Situazione paradossale: il povero cieco ora ci vede, ma vede solo incredulità, ostilità e cattiveria intorno a sé. Ora lui è guarito però è un emarginato, ma nello stesso tempo è un puro di cuore. Solo ora Gesù può proporgli l’atto di fede, cioè l’annuncio che Dio gli è vicino.
Giovanni annota che quando «Gesù seppe che l’avevano cacciato fuori; lo trovò e gli disse: “Tu, credi nel Figlio dell’uomo?”. Egli rispose: “E chi è, Signore, perché io creda in lui?”. Gli disse Gesù: “Lo hai visto: è colui che parla con te”. Ed egli disse: “Credo, Signore!”. E si prostrò dinanzi a lui». Ora il cieco vede veramente perché contempla e discerne nella fede chi è l’Inviato di Dio, chi l’ha salvato.

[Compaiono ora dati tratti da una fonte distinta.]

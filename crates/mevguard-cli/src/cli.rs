//! Interface de linha de comando

use clap::Parser;
use mevguard_scanner::logger::LogFormat;

/// MEV Guard - varredura de carteiras em busca de ataques sandwich (modo demonstração)
#[derive(Parser, Debug)]
#[command(name = "mev-guard")]
#[command(version, about, long_about = None)]
pub struct Cli {
    /// Endereço da carteira ou nome ENS (experimente: vitalik.eth)
    pub query: String,

    /// Latência simulada da varredura, em milissegundos
    #[arg(long, env = "MEVGUARD_SCAN_DELAY_MS")]
    pub delay_ms: Option<u64>,

    /// Imprime o resultado em JSON em vez do relatório em texto
    #[arg(long)]
    pub json: bool,

    /// Nível de log (trace, debug, info, warn, error)
    #[arg(long, default_value = "info", env = "MEVGUARD_LOG_LEVEL")]
    pub log_level: String,

    /// Formato de log (text, json)
    #[arg(long, default_value = "text", env = "MEVGUARD_LOG_FORMAT")]
    pub log_format: LogFormat,
}
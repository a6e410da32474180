use std::io::Write;
use std::time::Duration;

use anyhow::Result;
use clap::Parser;
use mevguard_core::utils::normalize_query;
use mevguard_scanner::logger::init_tracing;
use mevguard_scanner::report::{render_json, render_text};
use mevguard_scanner::{MockResolver, ScanController, ScanOutcome, ScannerConfig};
use tracing::debug;

mod cli;

use cli::Cli;

/// Intervalo entre os pontos do indicador de progresso
const PROGRESS_TICK: Duration = Duration::from_millis(500);

#[tokio::main]
async fn main() -> Result<()> {
    let cli = Cli::parse();
    init_tracing(&cli.log_level, cli.log_format)?;

    if normalize_query(&cli.query).is_none() {
        eprintln!("Consulta vazia: informe um endereço ou nome ENS");
        std::process::exit(2);
    }

    let mut config = ScannerConfig::default();
    if let Some(ms) = cli.delay_ms {
        config.scan_delay = Duration::from_millis(ms);
    }
    debug!(?config, "configuração carregada");

    let controller = ScanController::new(MockResolver::new(config));

    let scan = controller.scan(&cli.query);
    tokio::pin!(scan);
    let mut ticker = tokio::time::interval(PROGRESS_TICK);
    eprint!("Scanning");
    let outcome = loop {
        tokio::select! {
            outcome = &mut scan => break outcome?,
            _ = ticker.tick() => {
                if controller.is_pending() {
                    eprint!(".");
                    let _ = std::io::stderr().flush();
                }
            }
        }
    };
    eprintln!();

    match outcome {
        ScanOutcome::Completed(result) => {
            if cli.json {
                println!("{}", render_json(&result)?);
            } else {
                print!("{}", render_text(&result));
            }
        }
        ScanOutcome::Ignored | ScanOutcome::Superseded => {
            eprintln!("Nenhum resultado: varredura ignorada ou substituída");
        }
    }

    Ok(())
}
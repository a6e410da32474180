use std::time::Duration;

use mevguard_core::{Error, Result};

/// Variável de ambiente com a latência simulada em milissegundos
pub const SCAN_DELAY_ENV: &str = "MEVGUARD_SCAN_DELAY_MS";

/// Latência simulada padrão de uma varredura
pub const DEFAULT_SCAN_DELAY: Duration = Duration::from_millis(2000);

/// Nome de exemplo que devolve o registro completo
pub const DEFAULT_SENTINEL: &str = "vitalik.eth";

/// Configuração do scanner
#[derive(Debug, Clone)]
pub struct ScannerConfig {
    /// Atraso aplicado antes de devolver cada resultado
    pub scan_delay: Duration,
    /// Consulta (sem distinção de maiúsculas) associada ao registro completo
    pub sentinel: String,
}

impl Default for ScannerConfig {
    fn default() -> Self {
        Self {
            scan_delay: DEFAULT_SCAN_DELAY,
            sentinel: DEFAULT_SENTINEL.to_string(),
        }
    }
}

impl ScannerConfig {
    /// Configuração padrão com outro atraso
    pub fn with_delay(delay: Duration) -> Self {
        Self {
            scan_delay: delay,
            ..Self::default()
        }
    }

    /// Lê a configuração das variáveis de ambiente
    pub fn from_env() -> Result<Self> {
        Self::from_vars(|key| std::env::var(key).ok())
    }

    /// Lê a configuração a partir de uma função de consulta de variáveis
    pub fn from_vars<F>(lookup: F) -> Result<Self>
    where
        F: Fn(&str) -> Option<String>,
    {
        let mut config = Self::default();
        if let Some(raw) = lookup(SCAN_DELAY_ENV) {
            let millis = raw.trim().parse::<u64>().map_err(|e| {
                Error::InvalidConfig(format!("{} = {:?}: {}", SCAN_DELAY_ENV, raw, e))
            })?;
            config.scan_delay = Duration::from_millis(millis);
        }
        Ok(config)
    }
}

#[cfg(test)]
mod tests {
    use super::*;

    #[test]
    fn defaults() {
        let cfg = ScannerConfig::default();
        assert_eq!(cfg.scan_delay, Duration::from_millis(2000));
        assert_eq!(cfg.sentinel, "vitalik.eth");
    }

    #[test]
    fn delay_from_vars() {
        let cfg = ScannerConfig::from_vars(|k| (k == SCAN_DELAY_ENV).then(|| " 150 ".to_string())).unwrap();
        assert_eq!(cfg.scan_delay, Duration::from_millis(150));
    }

    #[test]
    fn missing_var_keeps_default() {
        let cfg = ScannerConfig::from_vars(|_| None).unwrap();
        assert_eq!(cfg.scan_delay, DEFAULT_SCAN_DELAY);
    }

    #[test]
    fn invalid_delay_is_rejected() {
        let err = ScannerConfig::from_vars(|_| Some("soon".to_string())).unwrap_err();
        assert!(matches!(err, Error::InvalidConfig(_)));
    }
}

La conclusione dell’episodio evangelico ci mostra che quanti hanno creduto di giudicare sono in realtà stati giudicati da Gesù, che quelli che vedevano e credevano di vedere appaiono ciechi, che quanti indicavano gli altri come peccatori risultano preda di un peccato profondo: la cecità peccaminosa, la rivolta dei cuori induriti.
Chiediamoci anche noi: chi è cieco e chi vede? In verità, resta cieco chi indurisce il proprio cuore di fronte a Cristo. Vede colui che discerne la propria cecità e si apre all’azione sanante e illuminante del Signore Gesù.